# [Task]
In the entries, find all lines that hold the word "session" and copy them.

[Collected data]
= Beginning of Section =

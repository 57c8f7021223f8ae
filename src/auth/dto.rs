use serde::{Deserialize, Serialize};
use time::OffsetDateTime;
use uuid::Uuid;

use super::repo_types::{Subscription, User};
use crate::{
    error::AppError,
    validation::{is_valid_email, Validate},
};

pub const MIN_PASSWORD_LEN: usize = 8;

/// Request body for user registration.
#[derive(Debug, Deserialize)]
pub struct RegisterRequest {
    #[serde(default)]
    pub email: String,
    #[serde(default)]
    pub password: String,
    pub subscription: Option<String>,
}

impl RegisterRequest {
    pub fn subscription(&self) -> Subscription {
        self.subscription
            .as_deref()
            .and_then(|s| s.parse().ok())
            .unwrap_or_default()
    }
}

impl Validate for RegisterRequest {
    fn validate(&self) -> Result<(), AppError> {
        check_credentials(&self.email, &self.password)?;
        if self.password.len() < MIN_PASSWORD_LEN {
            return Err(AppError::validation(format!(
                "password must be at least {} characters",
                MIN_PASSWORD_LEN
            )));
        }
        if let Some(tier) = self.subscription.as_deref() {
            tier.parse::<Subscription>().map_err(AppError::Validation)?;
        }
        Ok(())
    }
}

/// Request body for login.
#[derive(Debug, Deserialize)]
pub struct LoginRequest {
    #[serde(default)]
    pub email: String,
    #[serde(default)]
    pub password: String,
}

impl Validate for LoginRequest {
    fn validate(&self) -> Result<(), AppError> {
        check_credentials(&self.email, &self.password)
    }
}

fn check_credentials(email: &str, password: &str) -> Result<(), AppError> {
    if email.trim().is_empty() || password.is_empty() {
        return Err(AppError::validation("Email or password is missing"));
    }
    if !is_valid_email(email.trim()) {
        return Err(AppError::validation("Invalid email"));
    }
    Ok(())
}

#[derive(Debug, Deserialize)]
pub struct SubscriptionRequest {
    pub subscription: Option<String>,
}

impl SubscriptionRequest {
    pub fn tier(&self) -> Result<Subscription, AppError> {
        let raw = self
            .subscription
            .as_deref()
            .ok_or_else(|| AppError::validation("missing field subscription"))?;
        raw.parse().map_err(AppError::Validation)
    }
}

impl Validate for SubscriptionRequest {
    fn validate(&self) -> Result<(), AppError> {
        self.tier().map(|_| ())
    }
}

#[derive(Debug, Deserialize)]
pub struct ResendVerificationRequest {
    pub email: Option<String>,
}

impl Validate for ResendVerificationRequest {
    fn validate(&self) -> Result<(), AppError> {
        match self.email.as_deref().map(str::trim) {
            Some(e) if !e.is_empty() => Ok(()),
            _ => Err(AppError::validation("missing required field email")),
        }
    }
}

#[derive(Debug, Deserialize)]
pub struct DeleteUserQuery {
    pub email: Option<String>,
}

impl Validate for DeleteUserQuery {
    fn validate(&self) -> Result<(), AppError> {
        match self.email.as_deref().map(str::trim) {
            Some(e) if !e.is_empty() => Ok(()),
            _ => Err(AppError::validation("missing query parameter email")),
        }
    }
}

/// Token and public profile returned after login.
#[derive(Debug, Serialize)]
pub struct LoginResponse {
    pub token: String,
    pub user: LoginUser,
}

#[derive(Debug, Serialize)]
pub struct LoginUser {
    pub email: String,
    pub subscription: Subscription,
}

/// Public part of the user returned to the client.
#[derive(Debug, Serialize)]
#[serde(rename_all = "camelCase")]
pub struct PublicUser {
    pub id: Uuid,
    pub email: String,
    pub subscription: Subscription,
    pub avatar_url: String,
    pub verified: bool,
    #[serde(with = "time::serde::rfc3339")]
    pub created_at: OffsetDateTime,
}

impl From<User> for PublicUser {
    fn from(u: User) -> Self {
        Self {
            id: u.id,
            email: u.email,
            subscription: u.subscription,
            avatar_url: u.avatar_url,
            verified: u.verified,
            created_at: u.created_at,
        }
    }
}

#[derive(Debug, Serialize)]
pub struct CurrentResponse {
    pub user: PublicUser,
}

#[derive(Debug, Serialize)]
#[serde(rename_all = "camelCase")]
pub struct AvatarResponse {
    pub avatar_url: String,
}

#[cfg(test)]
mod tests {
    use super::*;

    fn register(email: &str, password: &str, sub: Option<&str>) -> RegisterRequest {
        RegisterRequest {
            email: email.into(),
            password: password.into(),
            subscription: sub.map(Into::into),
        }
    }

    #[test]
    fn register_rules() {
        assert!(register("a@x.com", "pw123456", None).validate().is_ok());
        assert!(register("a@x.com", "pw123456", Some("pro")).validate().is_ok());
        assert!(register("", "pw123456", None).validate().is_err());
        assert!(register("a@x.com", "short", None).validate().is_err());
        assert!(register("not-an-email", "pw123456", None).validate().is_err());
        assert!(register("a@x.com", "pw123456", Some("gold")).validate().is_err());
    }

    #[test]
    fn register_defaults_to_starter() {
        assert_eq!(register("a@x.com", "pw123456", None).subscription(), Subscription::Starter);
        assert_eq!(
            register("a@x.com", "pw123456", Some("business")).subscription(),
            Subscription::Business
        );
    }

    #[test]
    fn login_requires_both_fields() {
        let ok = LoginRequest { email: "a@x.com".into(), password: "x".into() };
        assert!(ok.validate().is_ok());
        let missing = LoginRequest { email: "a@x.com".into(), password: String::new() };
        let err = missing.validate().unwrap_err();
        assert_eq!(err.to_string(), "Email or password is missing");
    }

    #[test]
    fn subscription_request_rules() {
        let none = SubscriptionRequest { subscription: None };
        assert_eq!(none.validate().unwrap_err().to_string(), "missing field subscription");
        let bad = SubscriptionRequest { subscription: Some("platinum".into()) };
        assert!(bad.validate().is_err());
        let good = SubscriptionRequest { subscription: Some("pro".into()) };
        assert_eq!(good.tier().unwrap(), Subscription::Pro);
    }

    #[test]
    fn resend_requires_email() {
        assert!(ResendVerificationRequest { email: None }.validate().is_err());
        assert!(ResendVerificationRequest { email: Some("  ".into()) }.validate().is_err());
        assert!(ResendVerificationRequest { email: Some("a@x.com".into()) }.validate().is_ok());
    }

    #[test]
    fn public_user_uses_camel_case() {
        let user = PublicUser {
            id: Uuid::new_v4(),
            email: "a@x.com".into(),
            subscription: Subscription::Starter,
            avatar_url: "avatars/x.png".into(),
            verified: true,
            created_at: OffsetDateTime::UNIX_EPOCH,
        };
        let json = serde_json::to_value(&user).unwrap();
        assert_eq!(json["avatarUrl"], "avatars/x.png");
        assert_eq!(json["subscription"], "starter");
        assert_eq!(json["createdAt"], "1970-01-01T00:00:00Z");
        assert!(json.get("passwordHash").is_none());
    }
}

= End of Section =
= Beginning of Section =

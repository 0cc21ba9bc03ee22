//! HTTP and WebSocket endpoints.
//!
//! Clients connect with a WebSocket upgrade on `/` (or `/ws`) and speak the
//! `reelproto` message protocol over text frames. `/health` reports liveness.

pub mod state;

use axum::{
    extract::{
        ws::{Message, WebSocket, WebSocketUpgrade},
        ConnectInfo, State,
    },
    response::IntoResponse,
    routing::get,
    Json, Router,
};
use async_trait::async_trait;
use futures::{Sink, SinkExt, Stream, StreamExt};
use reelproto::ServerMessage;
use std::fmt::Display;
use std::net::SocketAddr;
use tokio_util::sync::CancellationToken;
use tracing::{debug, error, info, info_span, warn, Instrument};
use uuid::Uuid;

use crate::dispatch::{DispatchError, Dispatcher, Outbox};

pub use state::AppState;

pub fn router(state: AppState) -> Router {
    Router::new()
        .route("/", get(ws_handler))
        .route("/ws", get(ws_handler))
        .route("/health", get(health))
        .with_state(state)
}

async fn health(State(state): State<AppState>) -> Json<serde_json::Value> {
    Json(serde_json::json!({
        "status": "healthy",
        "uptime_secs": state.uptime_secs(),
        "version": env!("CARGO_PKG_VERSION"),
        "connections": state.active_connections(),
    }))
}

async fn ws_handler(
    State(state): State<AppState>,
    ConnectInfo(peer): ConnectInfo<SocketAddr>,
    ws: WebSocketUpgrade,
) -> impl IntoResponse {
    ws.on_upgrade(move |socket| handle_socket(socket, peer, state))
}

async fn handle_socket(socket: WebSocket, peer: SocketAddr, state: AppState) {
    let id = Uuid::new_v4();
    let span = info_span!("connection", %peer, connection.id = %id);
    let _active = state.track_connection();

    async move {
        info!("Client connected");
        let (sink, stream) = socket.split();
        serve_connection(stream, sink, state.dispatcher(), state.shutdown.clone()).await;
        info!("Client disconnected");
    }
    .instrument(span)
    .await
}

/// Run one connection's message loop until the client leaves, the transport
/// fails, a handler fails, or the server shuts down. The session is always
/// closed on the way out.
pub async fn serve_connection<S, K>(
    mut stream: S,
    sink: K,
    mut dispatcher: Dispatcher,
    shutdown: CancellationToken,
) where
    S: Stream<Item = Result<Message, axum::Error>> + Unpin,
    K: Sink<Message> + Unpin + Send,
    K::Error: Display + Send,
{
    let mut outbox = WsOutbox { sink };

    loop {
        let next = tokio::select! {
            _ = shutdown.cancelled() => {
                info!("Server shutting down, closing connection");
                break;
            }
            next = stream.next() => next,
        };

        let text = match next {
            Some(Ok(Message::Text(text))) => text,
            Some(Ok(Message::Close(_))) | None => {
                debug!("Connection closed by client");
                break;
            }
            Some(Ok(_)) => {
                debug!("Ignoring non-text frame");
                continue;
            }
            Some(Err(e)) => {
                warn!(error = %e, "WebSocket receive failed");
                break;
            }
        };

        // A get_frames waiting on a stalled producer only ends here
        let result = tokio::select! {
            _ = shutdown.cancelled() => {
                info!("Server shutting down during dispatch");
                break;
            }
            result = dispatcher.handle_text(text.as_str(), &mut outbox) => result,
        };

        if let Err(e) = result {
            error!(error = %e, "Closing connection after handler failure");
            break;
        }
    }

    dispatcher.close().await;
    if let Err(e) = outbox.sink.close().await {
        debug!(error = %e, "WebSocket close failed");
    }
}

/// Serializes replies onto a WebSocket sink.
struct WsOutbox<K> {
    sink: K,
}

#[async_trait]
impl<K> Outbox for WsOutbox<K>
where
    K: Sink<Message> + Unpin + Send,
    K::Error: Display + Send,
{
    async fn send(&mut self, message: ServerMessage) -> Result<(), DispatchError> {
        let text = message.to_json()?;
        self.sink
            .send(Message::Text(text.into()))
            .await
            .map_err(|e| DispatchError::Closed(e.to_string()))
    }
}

= End of Section =
= Beginning of Section =

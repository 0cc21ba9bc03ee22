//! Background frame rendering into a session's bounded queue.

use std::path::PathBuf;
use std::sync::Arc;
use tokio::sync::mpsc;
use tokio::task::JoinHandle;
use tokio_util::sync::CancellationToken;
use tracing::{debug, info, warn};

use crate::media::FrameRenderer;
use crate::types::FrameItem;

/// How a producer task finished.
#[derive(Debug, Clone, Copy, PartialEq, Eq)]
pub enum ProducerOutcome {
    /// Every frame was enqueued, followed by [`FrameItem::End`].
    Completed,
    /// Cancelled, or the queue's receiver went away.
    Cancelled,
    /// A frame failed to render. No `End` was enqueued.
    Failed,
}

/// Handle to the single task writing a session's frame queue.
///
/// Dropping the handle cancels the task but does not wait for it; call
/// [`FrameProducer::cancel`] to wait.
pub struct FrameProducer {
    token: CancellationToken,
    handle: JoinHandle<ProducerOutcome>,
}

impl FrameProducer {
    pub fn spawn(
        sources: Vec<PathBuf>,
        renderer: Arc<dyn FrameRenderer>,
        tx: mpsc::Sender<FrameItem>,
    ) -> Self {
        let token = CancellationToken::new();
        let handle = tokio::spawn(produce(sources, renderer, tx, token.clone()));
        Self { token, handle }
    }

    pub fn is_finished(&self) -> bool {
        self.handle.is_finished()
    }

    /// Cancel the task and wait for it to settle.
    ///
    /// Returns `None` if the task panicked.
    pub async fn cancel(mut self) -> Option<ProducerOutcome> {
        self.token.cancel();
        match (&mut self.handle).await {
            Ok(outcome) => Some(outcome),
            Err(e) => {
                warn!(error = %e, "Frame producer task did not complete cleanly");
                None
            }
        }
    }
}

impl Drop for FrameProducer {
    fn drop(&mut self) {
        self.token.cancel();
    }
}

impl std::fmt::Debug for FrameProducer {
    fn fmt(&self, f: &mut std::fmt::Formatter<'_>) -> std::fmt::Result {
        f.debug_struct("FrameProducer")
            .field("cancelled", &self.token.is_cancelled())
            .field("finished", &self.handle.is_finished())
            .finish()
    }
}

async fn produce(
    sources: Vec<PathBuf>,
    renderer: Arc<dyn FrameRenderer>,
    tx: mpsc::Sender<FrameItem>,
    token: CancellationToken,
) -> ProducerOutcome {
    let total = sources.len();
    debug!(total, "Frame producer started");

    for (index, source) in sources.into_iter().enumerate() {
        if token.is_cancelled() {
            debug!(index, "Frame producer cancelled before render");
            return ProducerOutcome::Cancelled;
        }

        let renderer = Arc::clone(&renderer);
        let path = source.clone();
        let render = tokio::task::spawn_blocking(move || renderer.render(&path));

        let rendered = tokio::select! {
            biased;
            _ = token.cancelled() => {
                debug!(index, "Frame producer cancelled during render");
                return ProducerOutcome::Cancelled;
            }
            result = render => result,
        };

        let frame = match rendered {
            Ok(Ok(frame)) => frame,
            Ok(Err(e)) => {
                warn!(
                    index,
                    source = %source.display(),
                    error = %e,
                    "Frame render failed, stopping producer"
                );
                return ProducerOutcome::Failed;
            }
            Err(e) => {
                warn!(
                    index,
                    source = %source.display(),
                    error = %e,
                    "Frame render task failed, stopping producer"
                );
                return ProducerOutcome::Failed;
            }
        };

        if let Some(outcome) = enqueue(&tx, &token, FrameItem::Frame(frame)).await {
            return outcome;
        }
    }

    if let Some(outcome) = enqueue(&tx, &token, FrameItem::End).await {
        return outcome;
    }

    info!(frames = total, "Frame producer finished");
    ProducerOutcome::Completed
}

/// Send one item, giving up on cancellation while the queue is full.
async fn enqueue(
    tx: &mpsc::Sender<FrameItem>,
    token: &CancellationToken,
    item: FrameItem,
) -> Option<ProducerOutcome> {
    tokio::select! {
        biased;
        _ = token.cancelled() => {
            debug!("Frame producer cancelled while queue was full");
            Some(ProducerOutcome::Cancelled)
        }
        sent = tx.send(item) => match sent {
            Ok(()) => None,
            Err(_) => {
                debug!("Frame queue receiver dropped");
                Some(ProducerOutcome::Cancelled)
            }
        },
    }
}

= End of Section =

# [Your solution]
/// fails, a handler fails, or the server shuts down. The session is always
//! Background frame rendering into a session's bounded queue.
/// Handle to the single task writing a session's frame queue.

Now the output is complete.